La tragédie du sang contaminé, dont furent victimes de nombreux

hémophiles et transfusés, a provoqué la mise en accusation de trois anciens ministres: Laurent Fabius, Premier ministre, Georgina Dufoix, ministre des Affaires sociales, Edmond Hervé, secrétaire d'Etat à la Santé, devant la Cour de justice de la République (à partir du 9 février). Cette nouvelle instance, créée en 1993, aux fins de soumettre plus facilement les membres d'un gouvernement à la loi pénale, dépend d'une commission des requêtes habilitée à filtrer les plaintes. Celle-ci classe la procédure, ou la transmet au procureur général près la Cour de cassation aux fins de saisine de la justice de la République (article 68-2 de la Constitution). Or, à deux reprises, le 11 mars 1997 et le 11 juin 1998, le procureur général près la Cour de cassation a conclu que les actes ­ ou les omissions ­ des trois anciens ministres ne sauraient, en aucun cas, relever d'une qualification pénale.

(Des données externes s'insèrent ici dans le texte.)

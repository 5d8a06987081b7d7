use serde::{Deserialize, Serialize};
use std::path::{Path, PathBuf};

use crate::error::{EbicsError, EbicsResult};
use crate::return_code::{self, MessageCatalog, ReturnCode};
use crate::types::Subscriber;

/// Largest segment the protocol allows (1 MiB of transformed order data)
pub const MAX_SEGMENT_SIZE: usize = 1_048_576;

/// Smallest RSA modulus accepted for newly generated keys
pub const MIN_RSA_KEY_BITS: usize = 1536;

/// Top-level client configuration (loaded from ebics.toml)
#[derive(Debug, Clone, Default, Serialize, Deserialize)]
#[serde(default)]
pub struct EbicsConfig {
    pub client: ClientConfig,
    pub transfer: TransferConfig,
    pub crypto: CryptoConfig,
    pub logging: LoggingConfig,
}

#[derive(Debug, Clone, Serialize, Deserialize)]
#[serde(default)]
pub struct ClientConfig {
    /// Bank host identifier
    pub host_id: String,
    pub partner_id: String,
    pub user_id: String,
    /// Locale used to resolve return-code text (default: en)
    pub locale: String,
}

#[derive(Debug, Clone, Serialize, Deserialize)]
#[serde(default)]
pub struct TransferConfig {
    /// Root directory holding one sub-directory per transaction
    pub segment_dir: PathBuf,
    /// Re-check the plaintext digest after download when one is known
    pub verify_download_digest: bool,
    /// Segment size bound in bytes (default and maximum: 1 MiB)
    pub segment_size: usize,
}

#[derive(Debug, Clone, Serialize, Deserialize)]
#[serde(default)]
pub struct CryptoConfig {
    /// Signature version: "A005" or "A006"
    pub signature_version: String,
    /// RSA modulus length for generated keys
    pub rsa_key_bits: usize,
}

#[derive(Debug, Clone, Serialize, Deserialize)]
#[serde(default)]
pub struct LoggingConfig {
    /// Log level (default: info)
    pub level: String,
    /// Log format: "json" or "text"
    pub format: String,
}

impl Default for ClientConfig {
    fn default() -> Self {
        Self {
            host_id: String::new(),
            partner_id: String::new(),
            user_id: String::new(),
            locale: "en".into(),
        }
    }
}

impl Default for TransferConfig {
    fn default() -> Self {
        Self {
            segment_dir: PathBuf::from("~/.local/share/ebics/segments"),
            verify_download_digest: true,
            segment_size: MAX_SEGMENT_SIZE,
        }
    }
}

impl Default for CryptoConfig {
    fn default() -> Self {
        Self {
            signature_version: "A006".into(),
            rsa_key_bits: 2048,
        }
    }
}

impl Default for LoggingConfig {
    fn default() -> Self {
        Self {
            level: "info".into(),
            format: "text".into(),
        }
    }
}

impl ClientConfig {
    /// The configured subscriber identity; every id must be set.
    pub fn subscriber(&self) -> EbicsResult<Subscriber> {
        for (field, value) in [
            ("host_id", &self.host_id),
            ("partner_id", &self.partner_id),
            ("user_id", &self.user_id),
        ] {
            if value.trim().is_empty() {
                return Err(EbicsError::Config(format!("client.{field} is not set")));
            }
        }
        Ok(Subscriber {
            host_id: self.host_id.clone(),
            partner_id: self.partner_id.clone(),
            user_id: self.user_id.clone(),
        })
    }

    /// Text for `code` in the configured locale.
    pub fn describe(&self, code: &ReturnCode, catalog: Option<&dyn MessageCatalog>) -> String {
        return_code::describe(code, catalog, &self.locale)
    }
}

impl TransferConfig {
    /// `segment_dir` with a leading `~/` replaced by `$HOME`.
    pub fn resolved_segment_dir(&self) -> PathBuf {
        expand_tilde(&self.segment_dir)
    }
}

fn expand_tilde(path: &Path) -> PathBuf {
    let s = path.to_string_lossy();
    match s.strip_prefix("~/") {
        Some(rest) => std::env::var("HOME")
            .map(PathBuf::from)
            .unwrap_or_else(|_| PathBuf::from("/tmp"))
            .join(rest),
        None => path.to_path_buf(),
    }
}

impl EbicsConfig {
    /// Load from a TOML file. A missing file yields the defaults.
    pub fn load(path: &Path) -> EbicsResult<Self> {
        if !path.exists() {
            tracing::warn!("config file not found: {}  (using defaults)", path.display());
            return Ok(Self::default());
        }
        let content = std::fs::read_to_string(path)
            .map_err(|e| EbicsError::io(format!("reading config {}", path.display()), e))?;
        let config: Self = toml::from_str(&content)
            .map_err(|e| EbicsError::Config(format!("parsing config {}: {e}", path.display())))?;
        config.validate()?;
        Ok(config)
    }

    pub fn validate(&self) -> EbicsResult<()> {
        if self.transfer.segment_size == 0 || self.transfer.segment_size > MAX_SEGMENT_SIZE {
            return Err(EbicsError::Config(format!(
                "transfer.segment_size must be in 1..={MAX_SEGMENT_SIZE}, got {}",
                self.transfer.segment_size
            )));
        }
        if !matches!(self.crypto.signature_version.as_str(), "A005" | "A006") {
            return Err(EbicsError::Config(format!(
                "crypto.signature_version must be A005 or A006, got '{}'",
                self.crypto.signature_version
            )));
        }
        if self.crypto.rsa_key_bits < MIN_RSA_KEY_BITS {
            return Err(EbicsError::Config(format!(
                "crypto.rsa_key_bits must be at least {MIN_RSA_KEY_BITS}, got {}",
                self.crypto.rsa_key_bits
            )));
        }
        if !matches!(self.logging.format.as_str(), "text" | "json") {
            return Err(EbicsError::Config(format!(
                "logging.format must be text or json, got '{}'",
                self.logging.format
            )));
        }
        Ok(())
    }
}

Mais, le 17 juillet 1998, la commission d'instruction de la Cour de justice rend public un arrêt de renvoi, qui passe outre: le procès aura lieu. Deux faits déjà étonnent: que des parlementaires (ils seront douze à composer la Cour avec trois magistrats) aient à juger de la responsabilité pénale des ministres; et qu'en l'occurrence la commission saisisse la Cour lors même que le procureur général a déclaré qu'il n'y avait pas lieu de poursuivre.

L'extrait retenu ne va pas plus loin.